Pattern-matching across a codebase. When you find one instance of a vulnerability, AI is excellent at finding every other instance of the same pattern. I’ve used this since last year with AI-based auditing, but the new generation of models can now handle more general types of vulnerabilities beyond simple syntactic matches.
Invariant proving. We’re experimenting with having AI prove a comprehensive set of invariants based on the code. For a big enough codebase in a tight enough audit window, the human time investment for formal invariant checking is hard to justify. But it’s tractable with AI. I can imagine full formal verification becoming very accessible this way.
Adversarial simulation. Some of the best auditors like to deploy contracts and just poke at them with transactions. This is a fundamentally different process from reading code, closer to sophisticated fuzzing. I haven’t seen AI applied here yet, but it could be promising: feed the model the code to build intuition about what to try, then let it probe the deployed contract for unexpected behaviors. Worth exploring.
Feedback loops. When an external auditing firm finds issues we missed, AI can help analyze whether the gap was human error or a missing process step. This is important because the value of an external audit isn’t just catching remaining bugs. The real value is that it audits your internal auditing team. Every miss is a signal about where your process has holes, and AI can help systematize that learning so the holes get filled for next time.
Don’t let AI distract from process discipline. As AI takes on more of the audit workload, the human’s job is to be both a great auditor and a great orchestrator. The most helpful tool the human has is a great process. As AI speeds up certain steps, it means you can afford to add more. Evolve the process. Experiment with new steps.

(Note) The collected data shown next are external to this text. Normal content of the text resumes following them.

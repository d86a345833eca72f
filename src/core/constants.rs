// Simulation tuning constants shared by the core modules.

// Particle physics (per frame)
pub const PARTICLE_FRICTION: f32 = 0.98; // multiplicative velocity decay per axis
pub const PARTICLE_GRAVITY: f32 = 0.03; // added to vertical velocity after friction
pub const PARTICLE_FADE_STEP: f32 = 0.008; // alpha decrement; ~125 frames to fade out

// Explosion shapes
pub const RADIAL_PARTICLE_COUNT: usize = 50;
pub const RADIAL_SPEED_MAX: f32 = 2.5; // speed cap along the even angular lattice
pub const HEART_PARTICLE_COUNT: usize = 60; // denser for a readable silhouette
pub const HEART_VELOCITY_SCALE: f32 = 0.08; // curve units -> velocity units

// Rockets
pub const ROCKET_BASE_SPEED: f32 = 5.0;
pub const ROCKET_SPEED_SPAN: f32 = 2.0;
pub const ROCKET_STALL_SPEED: f32 = 0.5; // soft apex: burst once ascent stalls
pub const APEX_BAND_TOP: f32 = 0.2; // apex band, as fractions of viewport height
pub const APEX_BAND_SPAN: f32 = 0.4;
pub const HEART_COLOR: &str = "#ff0066";

// Starfield
pub const STAR_COUNT: usize = 200;
pub const STAR_DEPTH_STEP: f32 = 0.5; // depth travelled toward the viewer per frame
pub const STAR_SIZE_MIN: f32 = 1.0;
pub const STAR_SIZE_SPAN: f32 = 3.0;
pub const STAR_PULSE_SPEED_MIN: f32 = 0.05;
pub const STAR_PULSE_SPEED_SPAN: f32 = 0.05;
pub const STAR_OPACITY_BASE: f32 = 0.4;
pub const STAR_OPACITY_SPAN: f32 = 0.6;
pub const STAR_PULSE_SIZE_AMOUNT: f32 = 0.3;
pub const STAR_SPIN_RATE: f32 = 0.1; // sprite rotation per unit of pulse phase
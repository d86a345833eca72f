pub mod constants;
pub mod particle;
pub mod rocket;
pub mod sequencer;
pub mod starfield;

pub use particle::*;
pub use rocket::*;
pub use sequencer::*;
pub use starfield::*;
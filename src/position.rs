//! Nodes of the game tree

use anyhow::Result;

use crate::board::{Board, LegalMoves, Move, Player};
use crate::evaluation::Score;
use crate::zobrist::ZobristKeys;

/// A position in the game tree: a board snapshot plus the players around the move that produced it
///
/// Every position owns its board, children are fresh copies with one more tile.
#[derive(Clone, Debug)]
pub struct Position {
    board: Board,
    /// The player to move next
    pub current: Player,
    /// The player that made `last_move`
    pub previous: Player,
    /// The move that produced this position, `None` for the root
    pub last_move: Option<Move>,
    /// Zobrist hash of the board
    pub hash: u64,
    /// The last score backed up for this position, if it was searched
    pub score: Option<Score>,
}

impl Position {
    pub fn new(board: Board, current: Player, last_move: Option<Move>, hash: u64) -> Self {
        Self {
            board,
            current,
            previous: current.other(),
            last_move,
            hash,
            score: None,
        }
    }

    /// Creates a search root, hashing the board with `keys`
    ///
    /// Fails if the keys were made for boards of other dimensions.
    pub fn root(board: Board, current: Player, keys: &ZobristKeys) -> Result<Self> {
        let hash = keys.hash_board(&board)?;
        Ok(Self::new(board, current, None, hash))
    }

    pub fn board(&self) -> &Board {
        &self.board
    }

    /// Whether `last_move` completed a line, always false for the root
    pub fn is_won(&self) -> bool {
        match self.last_move {
            Some(last_move) => self.board.is_winning_move(last_move),
            None => false,
        }
    }

    pub fn is_draw(&self) -> bool {
        self.board.is_draw()
    }

    /// The position after the current player plays `next`
    pub fn child(&self, next: Move, keys: &ZobristKeys) -> Self {
        Self {
            board: self.board.with_move(next, self.current),
            current: self.previous,
            previous: self.current,
            last_move: Some(next),
            hash: keys.add_hash(self.hash, next, self.current),
            score: None,
        }
    }

    /// Lazily builds the child positions in move order
    pub fn children<'a>(&'a self, keys: &'a ZobristKeys) -> Children<'a> {
        Children {
            parent: self,
            keys,
            moves: self.board.legal_moves(),
        }
    }
}

pub struct Children<'a> {
    parent: &'a Position,
    keys: &'a ZobristKeys,
    moves: LegalMoves<'a>,
}

impl Iterator for Children<'_> {
    type Item = Position;

    fn next(&mut self) -> Option<Self::Item> {
        let next = self.moves.next()?;
        Some(self.parent.child(next, self.keys))
    }
}

#[cfg(test)]
mod tests {
    use super::*;
    use crate::board::board_from_moves;
    use crate::{HEIGHT, WIDTH};
    use rand::SeedableRng;
    use rand_chacha::ChaCha8Rng;

    #[test]
    fn children_follow_move_order_and_keep_hashes_coherent() -> Result<()> {
        let keys = ZobristKeys::new(WIDTH, HEIGHT, &mut ChaCha8Rng::seed_from_u64(2));
        let board = board_from_moves(WIDTH, HEIGHT, Player::One, "44")?;
        let root = Position::root(board, Player::One, &keys)?;

        let children: Vec<Position> = root.children(&keys).collect();
        let columns: Vec<usize> = children.iter().map(|c| c.last_move.unwrap().column).collect();
        assert_eq!(columns, vec![3, 4, 2, 5, 1, 6, 0]);

        for child in children.iter() {
            assert_eq!(child.hash, keys.hash_board(child.board())?);
            assert_eq!(child.current, Player::Two);
            assert_eq!(child.previous, Player::One);
            assert_eq!(child.board().num_moves(), 3);
        }
        // the parent is untouched by its children
        assert_eq!(root.board().num_moves(), 2);
        assert!(!root.is_won());
        Ok(())
    }

    #[test]
    fn transposed_move_orders_hash_alike() -> Result<()> {
        let keys = ZobristKeys::new(WIDTH, HEIGHT, &mut ChaCha8Rng::seed_from_u64(4));
        let root = Position::root(crate::board::Board::new(WIDTH, HEIGHT)?, Player::One, &keys)?;

        let play = |columns: &[usize]| {
            columns.iter().fold(root.clone(), |position, &column| {
                let next = Move::new(column, position.board().drop_row(column).unwrap());
                position.child(next, &keys)
            })
        };
        let a = play(&[0, 1, 2, 3]);
        let b = play(&[2, 3, 0, 1]);
        let c = play(&[1, 0, 2, 3]);
        assert_eq!(a.hash, b.hash);
        assert_eq!(a.board(), b.board());
        assert_ne!(a.hash, c.hash);
        Ok(())
    }
}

Change of reference frame. I’ve been rereading Rick Rubin’s The Creative Act and one idea keeps coming back: a change of environment or reference frame can facilitate creativity. The same is true for auditing. AI doesn’t need to find all the bugs or do all the work. It just needs to help you look at the code differently and that may just surface issues you would have otherwise missed.
These are just some of the examples of which I'm sure there will be many more.
SPEED → QUALITY
The reason this all works isn’t because AI makes auditing faster (though it does). It’s because speed, applied strategically, converts into quality.
First, by automating mundane work, you free human attention for the parts that actually need deep reasoning. When AI handles threat model generation, checklist enforcement, and POC writing, auditors can spend their time on the hard problems: trust model analysis, dependency assumptions, cross-contract interaction risks.
Second, speed lets you do things that humans could never justify doing. Proving a full set of invariants across a large codebase in a short audit window was simply not feasible before. Now it is. AI doesn’t just speed up existing steps; it makes entirely new steps possible. That’s a direct coverage gain.
Third, AI is consistent in a way humans aren’t. We’ve noticed internally that excitement about following the process fades over time. Humans get bored of threat models. They start questioning whether a step is worth the effort. AI has no such drift. Ask it to run a threat model three months from now and it’ll do it at least as well as today, probably better as models improve. That consistency is itself a quality advantage.
This applies well beyond smart contract security. The instinct is to keep AI at arm’s length when it comes to quality. But speed and quality aren’t opposed if you’re thoughtful about where the speed goes. Reclaim human attention for deep work. Make previously impossible steps possible. Maintain consistency where humans can’t.